_Source records:_

::::

use bytemuck::{Pod, Zeroable};
use glam::{Mat4, Vec3, Vec4};
use threshold_shared::portal::{PortalId, PortalNetwork, RenderTargetId, ScoutCamera};
use tracing::debug;

use crate::camera::{extract_frustum_planes, sphere_in_frustum, Camera};

pub const DEFAULT_MAX_RECURSION: u32 = 1;
pub const DEFAULT_CLIP_PLANE_OFFSET: f32 = 0.025;

#[derive(Debug, Clone, Copy, PartialEq)]
pub struct PortalRenderConfig {
    /// Portal levels rendered per frame. One renders every portal seen
    /// directly by the viewer; portals seen through them show last frame.
    pub max_recursion: u32,
    /// Pushes the clip plane past the partner surface to avoid z-fighting
    /// at the seam.
    pub clip_plane_offset: f32,
}

impl Default for PortalRenderConfig {
    fn default() -> Self {
        Self {
            max_recursion: DEFAULT_MAX_RECURSION,
            clip_plane_offset: DEFAULT_CLIP_PLANE_OFFSET,
        }
    }
}

#[derive(Debug, Clone, Copy, PartialEq, Eq)]
pub enum SurfaceMaterial {
    PortalView(RenderTargetId),
    /// Used when the surface is seen from behind.
    Passthrough,
}

#[derive(Debug, Clone, Copy, PartialEq, Eq)]
pub enum SkipReason {
    RecursionLimit,
    UnknownPortal,
    MissingPartner,
    MissingScoutCamera,
    MissingRenderTarget,
    InvalidTransform,
}

#[derive(Debug, Clone, Copy, PartialEq, Eq)]
pub enum PortalRenderOutcome {
    Rendered,
    /// Viewer is behind the portal plane.
    BackFacing,
    OutOfView,
    Skipped(SkipReason),
}

/// Everything a backend needs to draw one scout camera pass.
#[derive(Debug, Clone)]
pub struct ScoutView {
    pub portal: PortalId,
    pub camera: Camera,
    pub view: Mat4,
    /// Projection with the near plane replaced by the partner surface.
    pub projection: Mat4,
    pub clip_plane_world: Vec4,
    pub clip_plane_view: Vec4,
    pub depth: u32,
}

impl ScoutView {
    pub fn view_proj(&self) -> Mat4 {
        self.projection * self.view
    }

    pub fn uniform(&self) -> ScoutViewUniform {
        ScoutViewUniform {
            view_proj: self.view_proj().to_cols_array_2d(),
            clip_plane: self.clip_plane_world.to_array(),
            camera_position: self.camera.pose.position.extend(1.0).to_array(),
        }
    }
}

#[repr(C)]
#[derive(Copy, Clone, Debug, Pod, Zeroable)]
pub struct ScoutViewUniform {
    pub view_proj: [[f32; 4]; 4],
    pub clip_plane: [f32; 4],
    pub camera_position: [f32; 4],
}

/// Renderer collaborator for portal passes.
pub trait PortalRenderBackend {
    fn render_to_texture(&mut self, view: &ScoutView, target: RenderTargetId);
    fn set_surface_material(&mut self, portal: PortalId, material: SurfaceMaterial);
}

#[derive(Debug, Clone, Copy, Default, PartialEq, Eq)]
pub struct PortalFrameStats {
    pub rendered: u32,
    pub back_facing: u32,
    pub out_of_view: u32,
    pub skipped: u32,
    /// Scout passes rendered for portals seen through other portals.
    pub nested_rendered: u32,
}

impl PortalFrameStats {
    fn record(&mut self, outcome: PortalRenderOutcome) {
        match outcome {
            PortalRenderOutcome::Rendered => self.rendered += 1,
            PortalRenderOutcome::BackFacing => self.back_facing += 1,
            PortalRenderOutcome::OutOfView => self.out_of_view += 1,
            PortalRenderOutcome::Skipped(_) => self.skipped += 1,
        }
    }
}

pub struct PortalRenderer {
    config: PortalRenderConfig,
    stats: PortalFrameStats,
}

impl PortalRenderer {
    pub fn new(config: PortalRenderConfig) -> Self {
        Self {
            config,
            stats: PortalFrameStats::default(),
        }
    }

    pub fn config(&self) -> &PortalRenderConfig {
        &self.config
    }

    /// Updates every portal surface for one frame seen by `viewer`.
    pub fn render_frame<B: PortalRenderBackend>(
        &mut self,
        network: &mut PortalNetwork,
        viewer: &Camera,
        backend: &mut B,
    ) -> PortalFrameStats {
        self.stats = PortalFrameStats::default();
        let ids: Vec<PortalId> = network.ids().collect();
        for id in ids {
            self.render_portal(network, id, viewer, 0, backend);
        }
        self.stats
    }

    /// Renders the view through `id` as seen by `viewer`, `depth` portals
    /// deep. Portals visible from the resulting scout camera are rendered
    /// first, one level deeper, while the depth allows it.
    ///
    /// Only the top level binds surface materials; they belong to what the
    /// real viewer sees. Only the top level counts in the frame stats, apart
    /// from `nested_rendered`.
    pub fn render_portal<B: PortalRenderBackend>(
        &mut self,
        network: &mut PortalNetwork,
        id: PortalId,
        viewer: &Camera,
        depth: u32,
        backend: &mut B,
    ) -> PortalRenderOutcome {
        let outcome = self.render_portal_inner(network, id, viewer, depth, backend);
        if depth == 0 {
            self.stats.record(outcome);
        } else if outcome == PortalRenderOutcome::Rendered {
            self.stats.nested_rendered += 1;
        }
        outcome
    }

    fn render_portal_inner<B: PortalRenderBackend>(
        &mut self,
        network: &mut PortalNetwork,
        id: PortalId,
        viewer: &Camera,
        depth: u32,
        backend: &mut B,
    ) -> PortalRenderOutcome {
        if depth >= self.config.max_recursion {
            return PortalRenderOutcome::Skipped(SkipReason::RecursionLimit);
        }
        let Some(portal) = network.get(id) else {
            return PortalRenderOutcome::Skipped(SkipReason::UnknownPortal);
        };
        let Some(partner_id) = portal.partner else {
            return PortalRenderOutcome::Skipped(SkipReason::MissingPartner);
        };
        let Some(partner) = network.get(partner_id) else {
            return PortalRenderOutcome::Skipped(SkipReason::MissingPartner);
        };
        if portal.scout.is_none() {
            return PortalRenderOutcome::Skipped(SkipReason::MissingScoutCamera);
        }
        let Some(target) = portal.render_target else {
            return PortalRenderOutcome::Skipped(SkipReason::MissingRenderTarget);
        };

        if portal.transform.signed_distance(viewer.pose.position) <= 0.0 {
            if depth == 0 {
                backend.set_surface_material(id, SurfaceMaterial::Passthrough);
            }
            return PortalRenderOutcome::BackFacing;
        }

        let frustum = extract_frustum_planes(viewer.view_projection_matrix());
        let radius = (portal.half_extents.length() * portal.transform.scale.max_element()).max(0.5);
        if !sphere_in_frustum(&frustum, portal.transform.position, radius) {
            return PortalRenderOutcome::OutOfView;
        }

        let teleport = match network.teleport_from(id) {
            Ok(teleport) => teleport,
            Err(err) => {
                debug!("portal {} not rendered: {err}", id.0);
                return PortalRenderOutcome::Skipped(SkipReason::InvalidTransform);
            }
        };
        let scout_camera = viewer.with_pose(teleport.pose(&viewer.pose));
        let partner_center = partner.transform.position;
        let partner_normal = partner.transform.normal();
        let view = build_scout_view(
            id,
            scout_camera,
            partner_center,
            partner_normal,
            self.config.clip_plane_offset,
            depth,
        );

        if let Some(endpoint) = network.get_mut(id) {
            endpoint.scout = Some(ScoutCamera {
                pose: view.camera.pose,
            });
        }

        if depth + 1 < self.config.max_recursion {
            let nested: Vec<PortalId> = network.ids().collect();
            for nested_id in nested {
                self.render_portal(network, nested_id, &view.camera, depth + 1, backend);
            }
        }

        backend.render_to_texture(&view, target);
        if depth == 0 {
            backend.set_surface_material(id, SurfaceMaterial::PortalView(target));
        }
        PortalRenderOutcome::Rendered
    }
}

impl Default for PortalRenderer {
    fn default() -> Self {
        Self::new(PortalRenderConfig::default())
    }
}

fn build_scout_view(
    portal: PortalId,
    camera: Camera,
    partner_center: Vec3,
    partner_normal: Vec3,
    clip_plane_offset: f32,
    depth: u32,
) -> ScoutView {
    let view = camera.view_matrix();
    let projection = camera.projection_matrix();

    // Keep only what lies on the far side of the partner surface.
    let clip_normal = if (camera.pose.position - partner_center).dot(partner_normal) >= 0.0 {
        -partner_normal
    } else {
        partner_normal
    };
    let clip_point = partner_center + clip_normal * clip_plane_offset;
    let clip_plane_world = clip_normal.extend(-clip_normal.dot(clip_point));
    let clip_plane_view = view.inverse().transpose() * clip_plane_world;

    ScoutView {
        portal,
        projection: apply_oblique_clip(projection, clip_plane_view),
        camera,
        view,
        clip_plane_world,
        clip_plane_view,
        depth,
    }
}

/// Replaces the near plane of a 0..1 depth projection with `clip_plane_camera`
/// and moves the far plane so it still bounds the frustum.
fn apply_oblique_clip(proj: Mat4, clip_plane_camera: Vec4) -> Mat4 {
    if clip_plane_camera.w >= 0.0 {
        // Camera on the kept side: the plane would cut away the whole view.
        return proj;
    }

    let q = proj.inverse()
        * Vec4::new(
            clip_plane_camera.x.signum(),
            clip_plane_camera.y.signum(),
            1.0,
            1.0,
        );
    let denom = clip_plane_camera.dot(q);
    if denom.abs() < 1e-5 {
        return proj;
    }

    let c = clip_plane_camera / denom;
    let mut m = proj.to_cols_array_2d();
    m[0][2] = c.x;
    m[1][2] = c.y;
    m[2][2] = c.z;
    m[3][2] = c.w;
    Mat4::from_cols_array_2d(&m)
}
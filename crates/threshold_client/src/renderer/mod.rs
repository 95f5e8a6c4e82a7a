pub mod portal_renderer;
use std::sync::atomic::{AtomicBool, Ordering};
use std::sync::{Arc, Mutex, PoisonError};

use rayon::{ThreadPool, ThreadPoolBuilder};
use tracing::debug;

pub use rayon::ThreadPoolBuildError;

/// Background worker pool for work that must not block the main tick.
pub struct JobSystem {
    pool: ThreadPool,
}

impl JobSystem {
    pub fn new(num_threads: Option<usize>) -> Result<Self, ThreadPoolBuildError> {
        let mut builder = ThreadPoolBuilder::new().thread_name(|index| format!("gen-worker-{index}"));
        if let Some(count) = num_threads {
            builder = builder.num_threads(count.max(1));
        }

        let pool = builder.build()?;
        debug!("job system started with {} threads", pool.current_num_threads());
        Ok(Self { pool })
    }

    pub fn thread_count(&self) -> usize {
        self.pool.current_num_threads()
    }

    /// Runs `job` on the pool. The caller observes completion by polling the
    /// returned handle; nothing is pushed back to the caller's thread.
    pub fn spawn_polled<T, F>(&self, job: F) -> PolledTask<T>
    where
        T: Send + 'static,
        F: FnOnce() -> T + Send + 'static,
    {
        let slot = Arc::new(TaskSlot {
            finished: AtomicBool::new(false),
            output: Mutex::new(None),
        });
        let worker_slot = Arc::clone(&slot);
        self.pool.spawn(move || {
            let output = job();
            *worker_slot
                .output
                .lock()
                .unwrap_or_else(PoisonError::into_inner) = Some(output);
            worker_slot.finished.store(true, Ordering::Release);
        });
        PolledTask { slot }
    }
}

impl Default for JobSystem {
    fn default() -> Self {
        let pool = ThreadPoolBuilder::new()
            .thread_name(|index| format!("gen-worker-{index}"))
            .build()
            .expect("failed to create default rayon thread pool");
        Self { pool }
    }
}

struct TaskSlot<T> {
    finished: AtomicBool,
    output: Mutex<Option<T>>,
}

/// Handle to a job started with [`JobSystem::spawn_polled`].
///
/// There is no cancellation and no timeout: a job that never returns keeps
/// its handle pending forever.
pub struct PolledTask<T> {
    slot: Arc<TaskSlot<T>>,
}

impl<T> PolledTask<T> {
    pub fn is_finished(&self) -> bool {
        self.slot.finished.load(Ordering::Acquire)
    }

    /// Takes the job output once the readiness flag is set. Returns `None`
    /// while the job is still running or after the output was taken.
    pub fn try_take(&mut self) -> Option<T> {
        if !self.is_finished() {
            return None;
        }
        self.slot
            .output
            .lock()
            .unwrap_or_else(PoisonError::into_inner)
            .take()
    }
}
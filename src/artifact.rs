//! Holder for the most recently generated symbol.

use crate::raster::RasterImage;

/// The generated image, if any.
///
/// Starts empty and becomes ready on the first successful generation. Later
/// generations replace the image wholesale; nothing ever mutates a held
/// image in place.
#[derive(Debug, Default)]
pub struct ArtifactHolder {
    image: Option<RasterImage>,
}

impl ArtifactHolder {
    pub fn new() -> Self {
        Self::default()
    }

    pub fn get(&self) -> Option<&RasterImage> {
        self.image.as_ref()
    }

    /// Stores `image`, dropping any previous one, and lends it back.
    pub fn store(&mut self, image: RasterImage) -> &RasterImage {
        self.image.insert(image)
    }
}

#[cfg(test)]
mod tests {
    use super::*;
    use crate::encoder::ModuleMatrix;
    use crate::raster::{render, Palette};

    #[test]
    fn test_empty_then_ready_then_replaced() {
        let mut holder = ArtifactHolder::new();
        assert!(holder.get().is_none());

        let m = ModuleMatrix::from_fn(2, |_, _| true).unwrap();
        let first = render(&m, 4, Palette::default());
        let second = render(&m, 8, Palette::default());

        assert_eq!(holder.store(first.clone()), &first);
        assert_eq!(holder.get(), Some(&first));

        assert_eq!(holder.store(second.clone()), &second);
        assert_eq!(holder.get(), Some(&second));
    }
}
//! Sequencing of the generate and print actions.

use crate::artifact::ArtifactHolder;
use crate::config::Config;
use crate::encoder::{QrEncoder, SymbolEncoder};
use crate::error::Result;
use crate::page::PageSequence;
use crate::printer::PrintDevice;
use crate::raster::{render, RasterImage};
use crate::validator::validate;

/// How a print request ended, when it did not fail.
#[derive(Clone, Copy, PartialEq, Eq, Debug)]
pub enum PrintOutcome {
    Printed { pages: usize },
    Cancelled,
}

/// Owns the settings, the encoder and the generated symbol.
///
/// # Example
///
/// ```
/// use qrprint::app::{PrintOutcome, QrApp};
/// use qrprint::config::Config;
/// use qrprint::printer::RasterPageDevice;
///
/// let config = Config::default();
/// let mut device = RasterPageDevice::new(config.page.geometry());
/// let mut app = QrApp::new(config);
///
/// let image = app.generate("https://example.com").unwrap();
/// assert_eq!(image.dimensions(), (300, 300));
/// assert_eq!(app.print(&mut device).unwrap(), PrintOutcome::Printed { pages: 1 });
/// ```
#[derive(Debug)]
pub struct QrApp<E = QrEncoder> {
    encoder: E,
    config: Config,
    artifact: ArtifactHolder,
}

impl QrApp<QrEncoder> {
    pub fn new(config: Config) -> Self {
        Self::with_encoder(QrEncoder, config)
    }
}

impl<E: SymbolEncoder> QrApp<E> {
    pub fn with_encoder(encoder: E, config: Config) -> Self {
        Self {
            encoder,
            config,
            artifact: ArtifactHolder::new(),
        }
    }

    pub fn config(&self) -> &Config {
        &self.config
    }

    /// The most recently generated symbol.
    pub fn image(&self) -> Option<&RasterImage> {
        self.artifact.get()
    }

    /// Validates `raw`, encodes it and renders the symbol, replacing the held image.
    ///
    /// The matrix is padded with `quiet_zone` light modules before rendering,
    /// so the raster is divided into `N + 2 * quiet_zone` cells per side. With
    /// the default settings a version 1 symbol (N = 21) renders as 29 cells.
    ///
    /// # Errors
    ///
    /// `InvalidInput` if the text is not an HTTPS address, `EncodingFailure`
    /// if the encoder refuses it. On error the previously held image is kept.
    pub fn generate(&mut self, raw: &str) -> Result<&RasterImage> {
        let text = validate(raw).into_result()?;
        let matrix = self
            .encoder
            .encode(&text, self.config.error_correction)?
            .with_quiet_zone(self.config.quiet_zone)?;
        let image = render(&matrix, self.config.pixel_size, self.config.palette());
        tracing::info!(
            modules = matrix.side(),
            pixel_size = self.config.pixel_size,
            "QR code generated"
        );
        Ok(self.artifact.store(image))
    }

    /// Prints the held symbol on `device`.
    ///
    /// Asks for pages starting at index 0 until the job runs out, which
    /// happens after exactly one page.
    ///
    /// # Errors
    ///
    /// `NothingToPrint` if no symbol has been generated; the dialog is not
    /// shown in that case. Device errors are passed through.
    pub fn print(&self, device: &mut dyn PrintDevice) -> Result<PrintOutcome> {
        let mut pages = PageSequence::new(self.artifact.get())?;
        if !device.confirm()? {
            tracing::warn!("print dialog cancelled");
            return Ok(PrintOutcome::Cancelled);
        }

        let mut printed = 0;
        loop {
            let index = pages.position();
            let geometry = device.page_geometry(index);
            let Some(instruction) = pages.next_page(&geometry) else {
                break;
            };
            device.draw(index, &instruction)?;
            printed += 1;
        }
        device.finish()?;

        tracing::info!(pages = printed, "QR code printed");
        Ok(PrintOutcome::Printed { pages: printed })
    }
}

::::

Tell how many lines of the data above hold the string "match". Give only the number.

2